Each line of the listing that includes the string "delta" needs to be located and copied.

**RECORDS FOR THE TASK**
= Beginning of Section =

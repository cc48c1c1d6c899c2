//! Central application state.
//!
//! All mutable state lives here so that rendering is a pure function over
//! `&AppState` and every asynchronous completion is applied through one of
//! the `on_*` methods from the event loop.

use std::path::PathBuf;
use std::sync::Arc;

use ratatui::layout::Rect;
use tokio::sync::mpsc::UnboundedSender;
use tracing::{debug, info};

use crate::app::backend::{BackendEvent, IndexEntry, LifecycleState, StatusUpdate};
use crate::app::view::{Align, ViewController};
use crate::config::AppConfig;
use crate::core::{
    loader::{BatchLoader, LoadOutcome, LoaderUpdate, MetadataSource},
    range::RowMetrics,
    sort::{sorting_enabled, SortEngine, SortKey, SortPhase, SortState, SortStep, SortUpdate},
    types::ResultSequence,
};

/// Which widget receives typed keys.
#[derive(Debug, Clone, Copy, PartialEq, Eq, Default)]
pub enum Focus {
    Search,
    #[default]
    Results,
}

/// A search the event loop should hand to the backend.
#[derive(Debug)]
pub struct SearchRequest {
    pub search_id: u64,
    pub query: String,
    pub entries: Arc<[IndexEntry]>,
}

/// Top-level application state.
pub struct AppState {
    /// Directory being indexed.
    pub root: PathBuf,
    pub config: AppConfig,
    pub focus: Focus,
    pub query: String,
    pub lifecycle: LifecycleState,
    pub status: StatusUpdate,
    /// Result rows, scroll state and the row cache.
    pub view: ViewController,
    /// Selected position in the displayed sequence.
    pub selected: Option<usize>,
    /// An optional status message shown in the bottom bar.
    pub status_message: Option<String>,
    /// Controls the main event loop.
    pub should_quit: bool,
    /// Set by handlers; the event loop starts a fresh index build.
    pub needs_rescan: bool,
    /// `true` while the current search is still streaming.
    pub searching: bool,
    /// Monotonic counter driving the spinner.
    pub tick: u64,
    /// Last drawn frame area; mouse hit-testing uses it.
    pub terminal_area: Rect,

    /// Bumped whenever the raw sequence is replaced.
    generation: u64,
    /// Results in backend order.
    raw: ResultSequence,
    sort_state: Option<SortState>,
    sort: SortEngine,
    index: Arc<[IndexEntry]>,
    search_id: u64,
    needs_search: bool,
}

impl AppState {
    pub fn new(
        root: PathBuf,
        config: AppConfig,
        source: Arc<dyn MetadataSource>,
        loader_tx: UnboundedSender<LoaderUpdate>,
        sort_tx: UnboundedSender<SortUpdate>,
    ) -> Self {
        let metrics = RowMetrics {
            row_height: 1.0,
            overscan: config.view.overscan,
        };
        let loader = BatchLoader::new(source, loader_tx);
        let view = ViewController::new(metrics, config.view.min_thumb, loader);

        Self {
            root,
            config,
            focus: Focus::default(),
            query: String::new(),
            lifecycle: LifecycleState::default(),
            status: StatusUpdate::default(),
            view,
            selected: None,
            status_message: None,
            should_quit: false,
            needs_rescan: false,
            searching: false,
            tick: 0,
            terminal_area: Rect::default(),
            generation: 0,
            raw: ResultSequence::from(Vec::new()),
            sort_state: None,
            sort: SortEngine::new(sort_tx),
            index: Arc::from(Vec::new()),
            search_id: 0,
            needs_search: false,
        }
    }

    // ── accessors ──────────────────────────────────────────────

    pub fn sort_state(&self) -> Option<SortState> {
        self.sort_state
    }

    pub fn sort_phase(&self) -> SortPhase {
        self.sort.phase()
    }

    pub fn sorting_enabled(&self) -> bool {
        sorting_enabled(self.raw.len(), self.config.view.sort_threshold)
    }

    // ── results ────────────────────────────────────────────────

    /// Adopt a new result set under a new generation and start a fresh
    /// sort attempt.  Backend order goes on screen at once only when there
    /// is no sort to wait for; otherwise the current order stays until the
    /// new sort commits.
    pub fn replace_results(&mut self, rows: ResultSequence) {
        self.generation += 1;
        debug!(generation = self.generation, rows = rows.len(), "results replaced");
        self.view.reset_generation(self.generation);
        self.raw = rows;
        if self.sort_state.is_none() || !self.sorting_enabled() {
            self.view.set_rows(self.raw.clone());
            self.clamp_selection();
        } else {
            // The rows still on screen lost their metadata with the reset.
            self.view.reload_visible();
        }
        self.restart_sort();
    }

    /// Cycle the sort for `key`.  Refused while the result set is too large.
    pub fn toggle_sort(&mut self, key: SortKey) {
        if !self.sorting_enabled() {
            self.status_message = Some(format!(
                "Sorting is disabled above {} results",
                self.config.view.sort_threshold
            ));
            return;
        }
        self.sort_state = SortState::toggle(self.sort_state, key);
        self.status_message = None;
        self.restart_sort();
    }

    fn restart_sort(&mut self) {
        let enabled = self.sorting_enabled();
        if !enabled && self.sort_state.take().is_some() {
            info!(rows = self.raw.len(), "too many results; sort cleared");
        }
        let step = self
            .sort
            .request(self.raw.clone(), self.sort_state, enabled, self.view.loader_mut());
        if let SortStep::Commit(rows) = step {
            self.show(rows);
        }
    }

    /// Put `rows` on screen.  The selection follows its row through the
    /// reorder and is re-centred when it moved.
    fn show(&mut self, rows: ResultSequence) {
        if Arc::ptr_eq(&rows, self.view.rows()) {
            return;
        }
        let selected = self
            .selected
            .and_then(|pos| self.view.rows().get(pos).copied())
            .and_then(|index| rows.iter().position(|&i| i == index));
        let moved = selected.is_some() && selected != self.selected;
        self.view.set_rows(rows);
        match selected {
            Some(pos) => {
                self.selected = Some(pos);
                if moved {
                    self.view.scroll_to_index(pos, Align::Center);
                }
            }
            None => self.clamp_selection(),
        }
    }

    // ── async completions ──────────────────────────────────────

    pub fn on_loader_update(&mut self, update: LoaderUpdate) {
        match self.view.apply_loader_update(update) {
            LoadOutcome::Merged { .. } => self.sort.on_rows_merged(self.view.loader().cache()),
            LoadOutcome::Failed { error } => {
                if let Some(unsorted) = self.sort.on_fetch_failed() {
                    self.status_message = Some(format!("Sort unavailable: {error}"));
                    self.show(unsorted);
                }
            }
            LoadOutcome::Stale => {}
        }
    }

    pub fn on_sort_update(&mut self, update: SortUpdate) {
        if let Some(sorted) = self.sort.apply(update) {
            self.show(sorted);
        }
    }

    pub fn on_backend_event(&mut self, event: BackendEvent) {
        match event {
            BackendEvent::Status(status) => self.status = status,
            BackendEvent::Lifecycle(lifecycle) => {
                info!(?lifecycle, "backend lifecycle");
                self.lifecycle = lifecycle;
            }
            BackendEvent::QuickActivate => self.focus = Focus::Search,
            BackendEvent::Indexed { entries } => {
                self.index = entries;
                // Old handles point into the previous index.
                self.replace_results(ResultSequence::from(Vec::new()));
                self.needs_search = true;
            }
            BackendEvent::Results {
                search_id,
                rows,
                done,
            } => {
                if search_id != self.search_id {
                    debug!(search_id, current = self.search_id, "dropping stale search results");
                    return;
                }
                self.searching = !done;
                self.replace_results(rows);
            }
        }
    }

    // ── search ─────────────────────────────────────────────────

    /// The query changed; search again on the next loop iteration.
    pub fn request_search(&mut self) {
        self.needs_search = true;
    }

    /// Take the pending search, if any, under a new search id.
    pub fn next_search(&mut self) -> Option<SearchRequest> {
        if !std::mem::take(&mut self.needs_search) {
            return None;
        }
        self.search_id += 1;
        self.searching = true;
        Some(SearchRequest {
            search_id: self.search_id,
            query: self.query.clone(),
            entries: Arc::clone(&self.index),
        })
    }

    // ── selection ──────────────────────────────────────────────

    /// Move the selection by whole pages.  The viewport follows so the new
    /// selection heads the page going down and ends it going up.
    pub fn page_selection(&mut self, pages: isize) {
        let rows = self.view.viewport_height() / self.view.metrics().row_height;
        let page = (rows.floor() as isize).max(1);
        self.move_selection(pages.saturating_mul(page));
        if let Some(pos) = self.selected {
            let align = if pages < 0 { Align::End } else { Align::Start };
            self.view.scroll_to_index(pos, align);
        }
    }

    /// Move the selection by `delta` rows and keep it in view.
    pub fn move_selection(&mut self, delta: isize) {
        let count = self.view.row_count();
        if count == 0 {
            self.selected = None;
            return;
        }
        let next = match self.selected {
            Some(pos) => pos.saturating_add_signed(delta).min(count - 1),
            None if delta < 0 => count - 1,
            None => 0,
        };
        self.select(next);
    }

    pub fn select(&mut self, pos: usize) {
        if pos < self.view.row_count() {
            self.selected = Some(pos);
            self.view.scroll_to_index(pos, Align::Auto);
        }
    }

    pub fn select_first(&mut self) {
        self.view.scroll_to_top();
        if self.view.row_count() > 0 {
            self.selected = Some(0);
        }
    }

    pub fn select_last(&mut self) {
        if let Some(last) = self.view.row_count().checked_sub(1) {
            self.select(last);
        }
    }

    fn clamp_selection(&mut self) {
        let count = self.view.row_count();
        self.selected = match self.selected {
            _ if count == 0 => None,
            Some(pos) => Some(pos.min(count - 1)),
            None => None,
        };
    }
}
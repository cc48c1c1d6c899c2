//! Test doubles for the engine.

use std::collections::HashMap;
use std::sync::atomic::{AtomicBool, Ordering};
use std::sync::Mutex;

use super::loader::MetadataSource;
use super::types::{EntryKind, FetchError, ResultIndex, RowMetadata};

/// Default row the stub serves for `index`.
pub fn row_for(index: ResultIndex) -> RowMetadata {
    RowMetadata {
        path: format!("/stub/{}", index.0),
        size: Some(u64::from(index.0)),
        modified: Some(i64::from(index.0)),
        created: None,
        kind: EntryKind::File,
    }
}

/// In-memory [`MetadataSource`] that records every call.
#[derive(Default)]
pub struct StubSource {
    overrides: Mutex<HashMap<ResultIndex, RowMetadata>>,
    calls: Mutex<Vec<Vec<ResultIndex>>>,
    failing: AtomicBool,
    truncating: AtomicBool,
}

impl StubSource {
    pub fn new() -> Self {
        Self::default()
    }

    pub fn with_rows(rows: impl IntoIterator<Item = (u32, RowMetadata)>) -> Self {
        let source = Self::new();
        if let Ok(mut overrides) = source.overrides.lock() {
            overrides.extend(rows.into_iter().map(|(i, row)| (ResultIndex(i), row)));
        }
        source
    }

    pub fn set_failing(&self, failing: bool) {
        self.failing.store(failing, Ordering::SeqCst);
    }

    /// Drop the last row of every response.
    pub fn set_truncating(&self, truncating: bool) {
        self.truncating.store(truncating, Ordering::SeqCst);
    }

    pub fn calls(&self) -> Vec<Vec<ResultIndex>> {
        self.calls.lock().map(|c| c.clone()).unwrap_or_default()
    }
}

impl MetadataSource for StubSource {
    fn fetch_row_metadata(&self, indices: &[ResultIndex]) -> Result<Vec<RowMetadata>, FetchError> {
        if let Ok(mut calls) = self.calls.lock() {
            calls.push(indices.to_vec());
        }
        if self.failing.load(Ordering::SeqCst) {
            return Err(FetchError::Unavailable("stub failure".into()));
        }
        let overrides = self.overrides.lock().map_err(|_| FetchError::Unavailable("poisoned".into()))?;
        let mut rows: Vec<RowMetadata> = indices
            .iter()
            .map(|&i| overrides.get(&i).cloned().unwrap_or_else(|| row_for(i)))
            .collect();
        if self.truncating.load(Ordering::SeqCst) {
            rows.pop();
        }
        Ok(rows)
    }
}
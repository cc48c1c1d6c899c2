//! Core engine — range math, row cache, batch loading, sorting, scrollbar.
//!
//! Nothing in this module depends on any TUI or rendering crate.  State is
//! mutated only from the event loop; background work reports back through
//! channels tagged with a generation or token.

pub mod cache;
pub mod header_sync;
pub mod loader;
pub mod range;
pub mod scrollbar;
pub mod sort;
pub mod types;

#[cfg(test)]
pub mod testing;
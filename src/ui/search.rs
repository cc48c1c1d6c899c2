//! Search input line.

use ratatui::{
    buffer::Buffer,
    layout::Rect,
    style::{Modifier, Style},
    text::{Line, Span},
    widgets::{Paragraph, Widget},
};

use crate::ui::theme::Theme;

pub struct SearchBar<'a> {
    pub query: &'a str,
    pub has_focus: bool,
}

impl SearchBar<'_> {
    fn line(&self) -> Line<'static> {
        let mut spans = vec![
            Span::styled("Search: ", Theme::search_label_style(self.has_focus)),
            Span::styled(
                self.query.to_string(),
                Style::default().add_modifier(Modifier::UNDERLINED),
            ),
        ];
        if self.has_focus {
            spans.push(Span::styled("▏", Theme::search_label_style(true)));
        } else if self.query.is_empty() {
            spans.push(Span::styled("(all files)", Theme::placeholder_style()));
        }
        Line::from(spans)
    }
}

impl Widget for SearchBar<'_> {
    fn render(self, area: Rect, buf: &mut Buffer) {
        Paragraph::new(self.line()).render(area, buf);
    }
}
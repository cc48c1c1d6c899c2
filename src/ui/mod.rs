//! UI / rendering layer — everything that touches Ratatui widgets.
//!
//! Rendering reads `&AppState` only.  [`sync_layout`] is the one place the
//! terminal geometry flows back into the view before a frame is drawn.

pub mod layout;
pub mod results;
pub mod search;
pub mod spinner;
pub mod theme;

use ratatui::{
    layout::Rect,
    text::{Line, Span},
    widgets::Paragraph,
    Frame,
};

use crate::app::backend::LifecycleState;
use crate::app::state::{AppState, Focus};
use crate::core::sort::SortPhase;

use layout::AppLayout;
use results::ResultsWidget;
use search::SearchBar;
use spinner::ActivityIndicator;
use theme::Theme;

/// Push the current terminal geometry into the view (viewport height,
/// scrollbar track, horizontal scroll extent).
pub fn sync_layout(state: &mut AppState, area: Rect) {
    state.terminal_area = area;
    let layout = AppLayout::from_area(area);
    state.view.set_viewport_height(f64::from(layout.rows_area.height));
    state
        .view
        .set_content_width(results::content_width(), layout.rows_area.width);
}

pub fn draw(frame: &mut Frame, state: &AppState) {
    let area = frame.area();
    let layout = AppLayout::from_area(area);

    frame.render_widget(
        SearchBar {
            query: &state.query,
            has_focus: state.focus == Focus::Search,
        },
        layout.search_area,
    );
    frame.render_widget(
        ActivityIndicator {
            label: activity_label(state),
            tick: state.tick,
        },
        layout.search_area,
    );

    frame.render_widget(ResultsWidget { state }, area);

    frame.render_widget(
        Paragraph::new(status_line(state)).style(Theme::status_bar_style()),
        layout.status_area,
    );
}

fn activity_label(state: &AppState) -> Option<&'static str> {
    match state.lifecycle {
        LifecycleState::Initializing => return Some("indexing"),
        LifecycleState::Updating => return Some("rescanning"),
        LifecycleState::Ready | LifecycleState::Unavailable(_) => {}
    }
    match state.sort_phase() {
        SortPhase::Waiting => Some("loading rows"),
        SortPhase::Sorting => Some("sorting"),
        SortPhase::Idle if state.searching => Some("searching"),
        SortPhase::Idle => None,
    }
}

fn status_line(state: &AppState) -> Line<'static> {
    let mut spans = Vec::new();
    if let LifecycleState::Unavailable(reason) = &state.lifecycle {
        spans.push(Span::styled(format!(" unavailable: {reason} "), Theme::error_style()));
    }

    let count = state.view.row_count();
    let mut summary = format!(
        " {} | {count} results | {} indexed | {} searches",
        state.root.display(),
        state.status.scanned_files,
        state.status.processed_events
    );
    if !state.sorting_enabled() {
        summary.push_str(" | sorting off");
    }
    summary.push_str(" | ");
    summary.push_str(&scroll_position(
        state.view.scroll_offset(),
        state.view.max_scroll_offset(),
    ));
    spans.push(Span::raw(summary));

    let hint = state
        .status_message
        .clone()
        .unwrap_or_else(|| state.config.status_bar_hint());
    spans.push(Span::raw(format!(" | {hint}")));
    Line::from(spans)
}

/// Where the viewport sits in the list, pager style.
fn scroll_position(offset: f64, max: f64) -> String {
    if max <= 0.0 {
        "All".into()
    } else if offset <= 0.0 {
        "Top".into()
    } else if offset >= max {
        "Bot".into()
    } else {
        format!("{:.0}%", offset / max * 100.0)
    }
}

= End of Section =

**PROBLEM SOLUTION**
    /// Move the selection by `delta` rows and keep it in view.
    pub fn move_selection(&mut self, delta: isize) {
            Some(pos) => pos.saturating_add_signed(delta).min(count - 1),
            None if delta < 0 => count - 1,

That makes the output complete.